Lightweight library for handling Mongoose errors in Express.js with user-friendly messages and HTTP status codes

Readme

Mongoose Error Handler

A lightweight, production-ready library for handling Mongoose errors in Express.js applications. Automatically converts cryptic Mongoose errors into user-friendly messages with appropriate HTTP status codes.

Features

Automatic Error Detection - No need to check err.name or instanceof
User-Friendly Messages - Converts technical errors to readable messages
HTTP Status Codes - Returns appropriate status codes (400, 500)
Full Error Details - Provides isOperational flag and stack traces (you control what to expose)
Express Middleware - Ready-to-use middleware included
TypeScript Support - Full type definitions included
Zero Dependencies - Only requires Mongoose (peer dependency)

Installation

npm install mongoose-errors-handler

Quick Start

Option 1: Use the Handler in Custom Middleware (Recommended)

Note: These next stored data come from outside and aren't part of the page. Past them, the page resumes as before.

//! QueueDaemon configuration types and loading

use eyre::{Context, Result};
use serde::{Deserialize, Serialize};
use std::fs;
use std::path::{Path, PathBuf};
use std::sync::Arc;
use std::time::Duration;

use crate::bulk::BulkConfig;
use crate::operations::{
    DEFAULT_COMMAND_TIMEOUT, ExternalCommand, ExtractArticlesOperation, OcrOperation, OperationDispatcher,
    SegmentOperation,
};
use crate::scheduler::SchedulerConfig;

/// Main QueueDaemon configuration
#[derive(Debug, Clone, Default, Serialize, Deserialize)]
#[serde(default)]
pub struct Config {
    /// Log level used when `--log-level` is not given
    #[serde(rename = "log-level")]
    pub log_level: Option<String>,

    pub scheduler: SchedulerConfig,

    pub storage: StorageConfig,

    pub bulk: BulkConfig,

    /// External commands backing the built-in operations
    pub operations: OperationsConfig,
}

impl Config {
    /// Load configuration with fallback chain
    pub fn load(config_path: Option<&PathBuf>) -> Result<Self> {
        if let Some(path) = config_path {
            return Self::load_from_file(path).context(format!("Failed to load config from {}", path.display()));
        }

        // Project-local config: .queuedaemon.yml
        let local_config = PathBuf::from(".queuedaemon.yml");
        if local_config.exists() {
            match Self::load_from_file(&local_config) {
                Ok(config) => return Ok(config),
                Err(e) => {
                    tracing::warn!("Failed to load config from {}: {}", local_config.display(), e);
                }
            }
        }

        // User config: ~/.config/queuedaemon/queuedaemon.yml
        if let Some(config_dir) = dirs::config_dir() {
            let user_config = config_dir.join("queuedaemon").join("queuedaemon.yml");
            if user_config.exists() {
                match Self::load_from_file(&user_config) {
                    Ok(config) => return Ok(config),
                    Err(e) => {
                        tracing::warn!("Failed to load config from {}: {}", user_config.display(), e);
                    }
                }
            }
        }

        tracing::info!("No config file found, using defaults");
        Ok(Self::default())
    }

    pub fn load_from_file<P: AsRef<Path>>(path: P) -> Result<Self> {
        let content = fs::read_to_string(&path).context("Failed to read config file")?;

        let config: Self = serde_yaml::from_str(&content).context("Failed to parse config file")?;

        tracing::info!("Loaded config from: {}", path.as_ref().display());
        Ok(config)
    }
}

/// Storage configuration
#[derive(Debug, Clone, Serialize, Deserialize)]
#[serde(default)]
pub struct StorageConfig {
    /// Directory for logs and the event log
    #[serde(rename = "data-dir")]
    pub data_dir: PathBuf,

    /// SQLite database; defaults to `<data-dir>/queue.db`
    #[serde(rename = "db-path")]
    pub db_path: Option<PathBuf>,
}

impl StorageConfig {
    pub fn db_path(&self) -> PathBuf {
        self.db_path.clone().unwrap_or_else(|| self.data_dir.join("queue.db"))
    }

    pub fn log_dir(&self) -> PathBuf {
        self.data_dir.join("logs")
    }
}

impl Default for StorageConfig {
    fn default() -> Self {
        // XDG data directory (~/.local/share/queuedaemon on Linux)
        let data_dir = dirs::data_dir()
            .map(|d| d.join("queuedaemon"))
            .unwrap_or_else(|| PathBuf::from(".queuedaemon"));

        Self { data_dir, db_path: None }
    }
}

/// Command template for one external tool
///
/// `args` may contain `{input}`, `{subject}` and, for OCR, `{language}`.
#[derive(Debug, Clone, PartialEq, Serialize, Deserialize)]
pub struct CommandConfig {
    pub program: String,

    #[serde(default)]
    pub args: Vec<String>,
}

impl CommandConfig {
    pub fn to_command(&self, timeout: Duration) -> ExternalCommand {
        ExternalCommand::new(self.program.clone(), self.args.clone()).with_timeout(timeout)
    }
}

/// External commands for the built-in operations
#[derive(Debug, Clone, Serialize, Deserialize)]
#[serde(default)]
pub struct OperationsConfig {
    /// Per-command timeout in milliseconds
    #[serde(rename = "timeout-ms")]
    pub timeout_ms: u64,

    pub ocr: Option<CommandConfig>,

    pub segment: Option<CommandConfig>,

    #[serde(rename = "extract-articles", alias = "extract_articles")]
    pub extract_articles: Option<CommandConfig>,
}

impl Default for OperationsConfig {
    fn default() -> Self {
        Self {
            timeout_ms: DEFAULT_COMMAND_TIMEOUT.as_millis() as u64,
            ocr: None,
            segment: None,
            extract_articles: None,
        }
    }
}

impl OperationsConfig {
    pub fn timeout(&self) -> Duration {
        Duration::from_millis(self.timeout_ms)
    }

    /// Dispatcher with a handler for every configured command
    pub fn build_dispatcher(&self) -> OperationDispatcher {
        let timeout = self.timeout();
        let mut dispatcher = OperationDispatcher::new();
        if let Some(ocr) = &self.ocr {
            dispatcher.register(OcrOperation::NAME, OcrOperation::new(Arc::new(ocr.to_command(timeout))));
        }
        if let Some(segment) = &self.segment {
            dispatcher.register(
                SegmentOperation::NAME,
                SegmentOperation::new(Arc::new(segment.to_command(timeout))),
            );
        }
        if let Some(extract) = &self.extract_articles {
            dispatcher.register(
                ExtractArticlesOperation::NAME,
                ExtractArticlesOperation::new(Arc::new(extract.to_command(timeout))),
            );
        }
        dispatcher
    }
}

#[cfg(test)]
mod tests {
    use super::*;
    use serial_test::serial;
    use tempfile::tempdir;

    #[test]
    fn test_default_config() {
        let config = Config::default();

        assert!(config.log_level.is_none());
        assert_eq!(config.scheduler.max_concurrency, 4);
        assert_eq!(config.bulk.message_log_limit, 100);
        assert_eq!(config.storage.db_path(), config.storage.data_dir.join("queue.db"));
        assert!(config.operations.build_dispatcher().operations().is_empty());
    }

    #[test]
    fn test_deserialize_config() {
        let yaml = r#"
log-level: debug

scheduler:
  max-concurrency: 2
  max-retries: 5
  batch-mode: true

storage:
  data-dir: /var/lib/qd
  db-path: /tmp/queue.db

bulk:
  message-log-limit: 20

operations:
  timeout-ms: 1000
  ocr:
    program: tesseract
    args: ["{input}", "stdout", "-l", "{language}"]
  extract_articles:
    program: extract
"#;

        let config: Config = serde_yaml::from_str(yaml).unwrap();

        assert_eq!(config.log_level.as_deref(), Some("debug"));
        assert_eq!(config.scheduler.max_concurrency, 2);
        assert_eq!(config.scheduler.max_retries, 5);
        assert!(config.scheduler.batch_mode);
        assert_eq!(config.scheduler.retry_delay_ms, 5000);
        assert_eq!(config.storage.db_path(), PathBuf::from("/tmp/queue.db"));
        assert_eq!(config.storage.log_dir(), PathBuf::from("/var/lib/qd/logs"));
        assert_eq!(config.bulk.message_log_limit, 20);
        assert!(config.bulk.persist);
        assert_eq!(config.operations.timeout(), Duration::from_secs(1));
        assert_eq!(config.operations.ocr.as_ref().unwrap().program, "tesseract");
        assert!(config.operations.segment.is_none());

        let dispatcher = config.operations.build_dispatcher();
        assert_eq!(dispatcher.operations(), vec!["extract_articles", "ocr"]);
    }

    #[test]
    fn test_partial_config_uses_defaults() {
        let config: Config = serde_yaml::from_str("scheduler:\n  max-retries: 1\n").unwrap();

        assert_eq!(config.scheduler.max_retries, 1);
        assert_eq!(config.scheduler.max_concurrency, 4);
        assert_eq!(config.operations.timeout_ms, 300_000);
        assert!(config.bulk.persist);
    }

    #[test]
    fn test_load_explicit_path() {
        let temp = tempdir().unwrap();
        let path = temp.path().join("qd.yml");
        fs::write(&path, "log-level: trace\n").unwrap();

        let config = Config::load(Some(&path)).unwrap();
        assert_eq!(config.log_level.as_deref(), Some("trace"));
    }

    #[test]
    fn test_load_missing_explicit_path_errors() {
        let temp = tempdir().unwrap();
        let path = temp.path().join("absent.yml");
        assert!(Config::load(Some(&path)).is_err());
    }

    #[test]
    #[serial]
    fn test_load_project_local_config() {
        let temp = tempdir().unwrap();
        let original = std::env::current_dir().unwrap();
        fs::write(temp.path().join(".queuedaemon.yml"), "bulk:\n  persist: false\n").unwrap();

        std::env::set_current_dir(temp.path()).unwrap();
        let config = Config::load(None);
        std::env::set_current_dir(original).unwrap();

        assert!(!config.unwrap().bulk.persist);
    }
}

This is the preferred approach as it gives you full control over error handling logic and response formatting.

import express from 'express';
import MongooseErrorHandler from 'mongoose-errors-handler';

const app = express();

// Your routes here...

// Custom error middleware with your own logic
app.use((err, req, res, next) => {
  const handledError = MongooseErrorHandler.handle(err);
  
  // Perform your custom logic here
  // - Log errors to your logging service
  // - Add request context (user ID, request ID, etc.)
  // - Customize response format
  // - Send notifications for critical errors
  
  if (handledError.statusCode) {
    return res.status(handledError.statusCode).json({
      success: false,
      status: handledError.status,
      error: handledError.message,
      isOperational: handledError.isOperational,
      // Add your custom fields here
      timestamp: new Date().toISOString(),
      path: req.path,
    });
  }
  
  // Handle unknown errors
  return res.status(500).json({
    success: false,
    error: handledError.message,
    type: handledError.type,
  });
});

Option 2: Use the Built-in Middleware

Quick setup with default error handling.

import express from 'express';
import { errorMiddleware } from 'mongoose-errors-handler/middleware';

const app = express();

// Your routes here...

// Add error middleware (must be last)
app.use(errorMiddleware);

Option 3: Use in Try-Catch Blocks

import MongooseErrorHandler from 'mongoose-errors-handler';

app.post('/users', async (req, res) => {
  try {
    const user = await User.create(req.body);
    res.json({ success: true, data: user });
  } catch (err) {
    const handled = MongooseErrorHandler.handle(err);
    
    // Your custom logic here
    console.error('Error creating user:', handled);
    
    res.status(handled.statusCode || 500).json({
      success: false,
      error: handled.message
    });
  }
});

Option 4: Use the Async Handler

import { asyncHandler } from 'mongoose-errors-handler/middleware';

app.post('/users', asyncHandler(async (req, res) => {
  const user = await User.create(req.body);
  res.json({ success: true, data: user });
}));

Error Types Handled

| Error Type | HTTP Status | Example | |------------|-------------|---------| | ValidationError | 400 | Missing required fields, invalid values | | CastError | 400 | Invalid ObjectId, type conversion errors | | DuplicateKeyError | 400 | Unique constraint violations | | Unknown | 500 | Any other errors |

API Reference

MongooseErrorHandler.handle(err)

Main error handler that automatically detects and transforms Mongoose errors.

Parameters:

  • err (Error) - The error object to handle

Returns:

  • For Mongoose errors: AppError instance with:
    • message (string) - User-friendly error message
    • statusCode (number) - HTTP status code (400, 404, 500, etc.)
    • status (string) - Either "fail" (4xx) or "error" (5xx)
    • isOperational (boolean) - true for expected errors, false for bugs
    • stack (string) - Full error stack trace
  • For unknown errors: Plain object with:
    • type (string) - Always "unknown"
    • message (string) - Error message

Example:

const handled = MongooseErrorHandler.handle(err);
console.log(handled.message);        // "Validation error: Email is required"
console.log(handled.statusCode);     // 400
console.log(handled.status);         // "fail"
console.log(handled.isOperational);  // true

errorMiddleware(err, req, res, next)

Express middleware for automatic error handling.

Response Format:

{
  "success": false,
  "status": "fail",
  "error": "Error message",
  "isOperational": true,
  "stack": "Error: ...\n    at ..."
}

Response Fields:

  • success: Always false for errors
  • status: "fail" for 4xx errors, "error" for 5xx errors
  • error: Human-readable error message
  • isOperational: Boolean flag indicating if this is an expected operational error (true) or a programming bug (false)
  • stack: Full error stack trace (always included - you control visibility in your custom middleware)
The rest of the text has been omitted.